EM and immunoelectron microscopy
Livers were fixed by cardiac perfusion using 0.1 M phosphate buffer containing 2% PFA and 2% glutaraldehyde for conventional EM. They were post-fixed with 1% OsO4, embedded in Epon812, and sectioned. Immunoelectron microscopy was performed on cryothin sections as described previously (Waguri et al., 1995). In brief, livers were frozen in phosphate buffer with 2.3 M sucrose and 20% polyvinyl pyrrhoridon.
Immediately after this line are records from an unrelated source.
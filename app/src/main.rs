#![deny(
    clippy::all,
    clippy::nursery,
    clippy::pedantic,
    clippy::style,
    clippy::complexity,
    clippy::perf,
    clippy::correctness,
    clippy::suspicious,
    clippy::unwrap_used,
    clippy::expect_used
)]
#![allow(
    clippy::similar_names,
    clippy::missing_safety_doc,
    clippy::missing_panics_doc,
    clippy::missing_errors_doc
)]

mod command;

use clap::{Parser, Subcommand};
use command::{
    ChatInput, ChatStrategy, CommandStrategy, InfoStrategy, InitStrategy, ParseInput,
    ParseStrategy, VersionStrategy,
};
use tracing_subscriber::EnvFilter;

#[derive(Parser)]
#[command(name = "cora")]
#[command(about = "Cora multi-agent shopping assistant", long_about = None)]
struct Cli {
    #[command(subcommand)]
    command: Commands,
}

#[derive(Subcommand)]
enum Commands {
    /// Chat with the routed shopping agents
    Chat {
        /// Session to use
        #[arg(short, long)]
        session: Option<String>,

        /// Single message to send
        #[arg(short = 'm', long)]
        message: Option<String>,

        /// Model to use for agent replies
        #[arg(short = 'M', long)]
        model: Option<String>,

        /// Agent to start with (cora, interior_designer, inventory_agent, customer_loyalty, cart_manager)
        #[arg(short, long)]
        domain: Option<String>,
    },
    /// Normalize a raw agent reply into the response JSON
    Parse {
        /// Reply text; read from stdin when omitted
        text: Option<String>,
    },
    /// Show configuration
    Info,
    /// Initialize configuration
    Init,
    /// Show version
    Version,
}

#[tokio::main]
async fn main() -> anyhow::Result<()> {
    tracing_subscriber::fmt()
        .with_env_filter(
            EnvFilter::try_from_default_env().unwrap_or_else(|_| EnvFilter::new("info")),
        )
        .with_writer(std::io::stderr)
        .init();

    let cli = Cli::parse();

    match cli.command {
        Commands::Chat {
            session,
            message,
            model,
            domain,
        } => {
            ChatStrategy
                .execute(ChatInput {
                    session_id: session,
                    message,
                    model,
                    domain,
                })
                .await
        }
        Commands::Parse { text } => ParseStrategy.execute(ParseInput { text }).await,
        Commands::Info => InfoStrategy.execute(()).await,
        Commands::Init => InitStrategy.execute(()).await,
        Commands::Version => VersionStrategy.execute(()).await,
    }
}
Ultrathin sections were mounted on Formvar carbon-coated nickel grids, blocked with 1% BSA in PBS, and incubated with antiubiquitin antibody (1B3) and colloidal gold conjugated secondary antibody.
MEFs were prepared as described previously (Murata et al., 2001). Primary hepatocytes were prepared as described previously (Ueno et al., 1990). Cell starvation was conducted by incubating the cells in Hanks' balanced solution after three separate washes. The SDH activity was assayed as described previously (Ueno et al., 1990).
On line supplemental material
Fig. S1 shows the histological analyses of tissues from Atg7+/− and Atg7−/− mice at 1 d after birth. Fig. S2 shows the loss of Atg7 protein and activity in Atg7F/F:Mx1 mouse liver. Fig. S3 shows the histological analyses of tissues from Atg7F/+:Mx1 and Atg7F/F:Mx1 mice. Fig. S4 shows the cell death in autophagy-deficient liver. Fig. S5 shows the accumulation of ubiquitin-positive inclusions at early stage of autophagy deficiency. Further comments on the data can be found in the legends.
We thank T. Kaneko, T. Kouno, and K. Tatsumi for technical assistance. We also thank F. Kaji for his help in EM study; A. Kuma for technical guidance in caesarean delivery; K. Tateishi and H. Uozaki for discussion of liver pathology; and T. Fujimura and K. Murayama for amino acid measurements.
This work was supported in part by Grants-in-Aid from the Ministry of Education, Culture, Sports, Science and Technology of Japan.
Abbreviations used in this paper: MEF, mouse embryonic fibroblast; pIpC, polyinosinic acid–polycytidylic acid; PNS, postnuclear supernatant; SDH, succinate dehydrogenase.